With that, Thorpe effectively encapsulates one of the key reasons why the beer sector in Vancouver continues to thrive. Canada as a whole is the leading the leading international market for American craft beer, accounting for 54.8 percent of total exports. But breweries helping grow scenes like Vancouver show that excellent, consistent beer is being produced at every turn, and beyond. But companies like Postmark, Bride Brewing and Steel and Oak Brewing aren’t resting on their laurels.

“People have always loved travelling to Vancouver, now they can say they are travelling to see the new craft beer scene, which puts us on the map for beer destination. With competition comes increased quality, you see this across all types of markets. This is helping all the breweries in BC steps up their game, thus getting the rest of the world excited about BC Craft Beer. I love this about competitive markets, everyone has to be better,” explains Thorpe.
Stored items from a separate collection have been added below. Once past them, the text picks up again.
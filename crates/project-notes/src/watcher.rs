//! File watcher with debouncing for vault changes.
//!
//! Uses notify-debouncer-mini. A rename shows up as two events (old path
//! gone, new path present), which is all the note index needs. Renaming or
//! deleting a folder only reports the folder itself, so folder events are
//! passed on as well and the index re-reads the whole folder.

use anyhow::Result;
use notify::RecursiveMode;
use notify_debouncer_mini::{DebouncedEvent, new_debouncer};
use obsidian_fs::{is_hidden, is_markdown, normalize_path};
use std::path::{Path, PathBuf};
use std::time::Duration;
use tokio::sync::mpsc;
use tracing::{debug, error};

/// File event from the watcher.
#[derive(Debug, Clone, PartialEq, Eq)]
pub struct FileEvent {
    /// Normalized vault path
    pub path: String,
    pub kind: FileEventKind,
}

#[derive(Debug, Clone, Copy, PartialEq, Eq)]
pub enum FileEventKind {
    /// Created, modified, or the target of a rename
    Modified,
    /// Deleted, or the source of a rename
    Deleted,
    /// Folder created or the target of a rename
    FolderChanged,
    /// A non-note path vanished; may have been a folder
    FolderRemoved,
}

/// What is at an event's path once the debounce window closes.
#[derive(Debug, Clone, Copy, PartialEq, Eq)]
pub enum PathState {
    File,
    Folder,
    Missing,
}

/// File watcher that monitors the vault directory.
pub struct FileWatcher {
    vault_path: PathBuf,
    /// Debouncer handle (must keep alive)
    _debouncer: notify_debouncer_mini::Debouncer<notify::RecommendedWatcher>,
    event_rx: mpsc::UnboundedReceiver<FileEvent>,
}

impl FileWatcher {
    /// Watch the whole vault recursively with a 200ms debounce.
    pub fn new(vault_path: PathBuf) -> Result<Self> {
        // FSEvents on macOS reports canonical paths (/private/var/...)
        let vault_path = vault_path.canonicalize().unwrap_or(vault_path);

        let (event_tx, event_rx) = mpsc::unbounded_channel();
        let root = vault_path.clone();

        let mut debouncer = new_debouncer(
            Duration::from_millis(200),
            move |result: Result<Vec<DebouncedEvent>, notify::Error>| match result {
                Ok(events) => {
                    for event in events {
                        let Some(file_event) = Self::process_event(&event, &root) else {
                            continue;
                        };
                        if event_tx.send(file_event).is_err() {
                            // Receiver dropped
                            return;
                        }
                    }
                }
                Err(e) => error!("File watcher error: {}", e),
            },
        )?;

        debouncer
            .watcher()
            .watch(&vault_path, RecursiveMode::Recursive)?;

        Ok(Self {
            vault_path,
            _debouncer: debouncer,
            event_rx,
        })
    }

    fn process_event(event: &DebouncedEvent, vault_path: &Path) -> Option<FileEvent> {
        let relative = event.path.strip_prefix(vault_path).ok()?.to_str()?;
        // Debounced events only say "something happened"; what is there now decides which
        let state = match event.path.metadata() {
            Ok(metadata) if metadata.is_dir() => PathState::Folder,
            Ok(_) => PathState::File,
            Err(_) => PathState::Missing,
        };
        classify(relative, state)
    }

    pub fn event_rx(&mut self) -> &mut mpsc::UnboundedReceiver<FileEvent> {
        &mut self.event_rx
    }

    pub fn vault_path(&self) -> &Path {
        &self.vault_path
    }
}

/// Turn a raw vault-relative path into an event, skipping hidden paths and
/// files that are not markdown notes.
pub fn classify(relative: &str, state: PathState) -> Option<FileEvent> {
    let path = normalize_path(relative);
    if path.is_empty() || is_hidden(&path) {
        return None;
    }

    let kind = match state {
        PathState::Folder => FileEventKind::FolderChanged,
        PathState::File if is_markdown(&path) => FileEventKind::Modified,
        PathState::Missing if is_markdown(&path) => FileEventKind::Deleted,
        PathState::Missing => FileEventKind::FolderRemoved,
        PathState::File => return None,
    };
    debug!("File event: {:?} - {}", kind, path);
    Some(FileEvent { path, kind })
}
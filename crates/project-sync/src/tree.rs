//! Project hierarchy rebuilt from a flat remote listing.
//!
//! The tree is built fresh on every pass and dropped afterwards. Child and
//! root order is listing order.

use std::collections::{HashMap, HashSet, VecDeque};

use tracing::warn;

use crate::remote::Project;

/// Rooted forest of remote projects keyed by project id.
#[derive(Debug, Default, Clone)]
pub struct ProjectTree {
    nodes: HashMap<String, Project>,
    children: HashMap<String, Vec<String>>,
    roots: Vec<String>,
    /// Ids in listing order, for deterministic iteration over `nodes`
    order: Vec<String>,
}

impl ProjectTree {
    /// Build the forest in a single pass over the listing.
    ///
    /// Children may arrive before their parent, so `children` is keyed by
    /// parent id without requiring the parent to be registered yet. A node
    /// whose parent never shows up is registered but unreachable from
    /// `roots`; see [`ProjectTree::unreachable`]. A repeated id keeps the
    /// first record.
    pub fn build(projects: impl IntoIterator<Item = Project>) -> Self {
        let mut tree = Self::default();

        for project in projects {
            if tree.nodes.contains_key(&project.id) {
                warn!(
                    "Duplicate project id {} ('{}') in listing, keeping the first record",
                    project.id, project.name
                );
                continue;
            }

            match &project.parent_id {
                Some(parent_id) => tree
                    .children
                    .entry(parent_id.clone())
                    .or_default()
                    .push(project.id.clone()),
                None => tree.roots.push(project.id.clone()),
            }
            tree.order.push(project.id.clone());
            tree.nodes.insert(project.id.clone(), project);
        }

        tree
    }

    pub fn get(&self, id: &str) -> Option<&Project> {
        self.nodes.get(id)
    }

    pub fn contains(&self, id: &str) -> bool {
        self.nodes.contains_key(id)
    }

    /// Direct children of a project, in listing order
    pub fn children(&self, id: &str) -> &[String] {
        self.children.get(id).map(Vec::as_slice).unwrap_or(&[])
    }

    pub fn has_children(&self, id: &str) -> bool {
        !self.children(id).is_empty()
    }

    pub fn roots(&self) -> &[String] {
        &self.roots
    }

    /// Number of registered projects (reachable or not)
    pub fn len(&self) -> usize {
        self.nodes.len()
    }

    pub fn is_empty(&self) -> bool {
        self.nodes.is_empty()
    }

    /// All registered projects in listing order
    pub fn projects(&self) -> impl Iterator<Item = &Project> {
        self.order.iter().filter_map(|id| self.nodes.get(id))
    }

    /// Reachable projects, breadth-first, grouped by depth.
    pub fn levels(&self) -> Vec<Vec<&Project>> {
        let mut levels = Vec::new();
        let mut current: Vec<&String> = self.roots.iter().collect();

        while !current.is_empty() {
            let level: Vec<&Project> = current.iter().filter_map(|id| self.nodes.get(*id)).collect();
            current = current
                .iter()
                .flat_map(|id| self.children(id).iter())
                .collect();
            levels.push(level);
        }

        levels
    }

    /// Reachable projects, depth-first pre-order, using an explicit stack.
    pub fn depth_first(&self) -> Vec<&Project> {
        let mut visited = Vec::with_capacity(self.nodes.len());
        let mut stack: Vec<&String> = self.roots.iter().rev().collect();

        while let Some(id) = stack.pop() {
            if let Some(project) = self.nodes.get(id) {
                visited.push(project);
            }
            stack.extend(self.children(id).iter().rev());
        }

        visited
    }

    /// Registered projects that cannot be reached from any root, in listing order.
    ///
    /// These are nodes whose parent (or some ancestor's parent) is missing
    /// from the listing, or which sit on a parent cycle.
    pub fn unreachable(&self) -> Vec<&Project> {
        let mut reachable: HashSet<&str> = HashSet::with_capacity(self.nodes.len());
        let mut queue: VecDeque<&String> = self.roots.iter().collect();
        while let Some(id) = queue.pop_front() {
            reachable.insert(id.as_str());
            queue.extend(self.children(id).iter());
        }

        self.projects()
            .filter(|p| !reachable.contains(p.id.as_str()))
            .collect()
    }
}

#[cfg(test)]
mod tests {
    use super::*;

    fn p(id: &str, name: &str, parent: Option<&str>) -> Project {
        Project::new(id, name, parent)
    }

    fn ids(projects: &[&Project]) -> Vec<String> {
        projects.iter().map(|p| p.id.clone()).collect()
    }

    #[test]
    fn builds_roots_and_children_in_listing_order() {
        let tree = ProjectTree::build(vec![
            p("1", "Work", None),
            p("2", "Home", None),
            p("3", "Website", Some("1")),
            p("4", "Hiring", Some("1")),
        ]);

        assert_eq!(tree.roots(), ["1", "2"]);
        assert_eq!(tree.children("1"), ["3", "4"]);
        assert!(tree.children("2").is_empty());
        assert_eq!(tree.len(), 4);
    }

    #[test]
    fn child_before_parent_is_linked() {
        let tree = ProjectTree::build(vec![p("3", "Launch", Some("2")), p("2", "Website", Some("1")), p("1", "Work", None)]);

        assert_eq!(tree.roots(), ["1"]);
        assert_eq!(ids(&tree.depth_first()), vec!["1", "2", "3"]);
        assert!(tree.unreachable().is_empty());
    }

    #[test]
    fn orphan_is_registered_but_unreachable() {
        let tree = ProjectTree::build(vec![
            p("1", "Work", None),
            p("5", "Lost", Some("404")),
            p("6", "Lost child", Some("5")),
        ]);

        assert!(tree.contains("5"));
        assert!(tree.contains("6"));
        assert_eq!(ids(&tree.depth_first()), vec!["1"]);
        assert_eq!(ids(&tree.unreachable()), vec!["5", "6"]);
    }

    #[test]
    fn parent_cycle_is_unreachable() {
        let tree = ProjectTree::build(vec![p("a", "A", Some("b")), p("b", "B", Some("a"))]);
        assert!(tree.roots().is_empty());
        assert_eq!(ids(&tree.unreachable()), vec!["a", "b"]);
    }

    #[test]
    fn duplicate_id_keeps_first_record() {
        let tree = ProjectTree::build(vec![p("1", "Work", None), p("1", "Other", None)]);
        assert_eq!(tree.roots(), ["1"]);
        assert_eq!(tree.get("1").unwrap().name, "Work");
    }

    #[test]
    fn levels_are_breadth_first() {
        let tree = ProjectTree::build(vec![
            p("1", "Work", None),
            p("2", "Home", None),
            p("3", "Website", Some("1")),
            p("4", "Garden", Some("2")),
            p("5", "Launch", Some("3")),
        ]);

        let levels: Vec<Vec<String>> = tree.levels().iter().map(|l| ids(l)).collect();
        assert_eq!(levels, vec![vec!["1", "2"], vec!["3", "4"], vec!["5"]]);
    }

    #[test]
    fn every_reachable_node_appears_once() {
        let tree = ProjectTree::build(vec![
            p("1", "Work", None),
            p("3", "Website", Some("1")),
            p("4", "Hiring", Some("1")),
            p("5", "Launch", Some("3")),
        ]);

        let walked = ids(&tree.depth_first());
        let unique: HashSet<_> = walked.iter().collect();
        assert_eq!(walked.len(), unique.len());
        assert_eq!(walked, vec!["1", "3", "5", "4"]);

        for project in tree.depth_first() {
            if let Some(parent) = &project.parent_id {
                assert!(tree.contains(parent));
            }
        }
    }
}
“The challenge will be staying out front of the other amazing brands and not being a “new” brewery anymore. With this comes the opportunity to better the experience to keep people coming back. The next challenge will be shelf space. To combat this you need to give accounts a full package. You can’t be just great beer, or just great marketing, or just great relationships. You need the full package.”

And Ryan Mackey from Vancouver Brewery Tours concludes: “I think our guests put it best. When learning of the tremendous growth of our local beer scene many of our guests ask “don’t you think the market is saturated? Is there really room for more breweries?”. Our short answer is hell yes. By comparison if you look at Portland Oregon, the city has approx. 70 breweries in a town about the size of Vancouver proper, and one could argue that Vancouver has a much higher international profile than Portland.

“What this says to me is that Vancouver is only starting to realize it’s potential for craft beer sales and tourism and can support many more local, neighborhood breweries. As long as demand is high from our local consumers, breweries will continue to open to cater to that demand. There has never been a better time to lift a pint of beer in Vancouver.”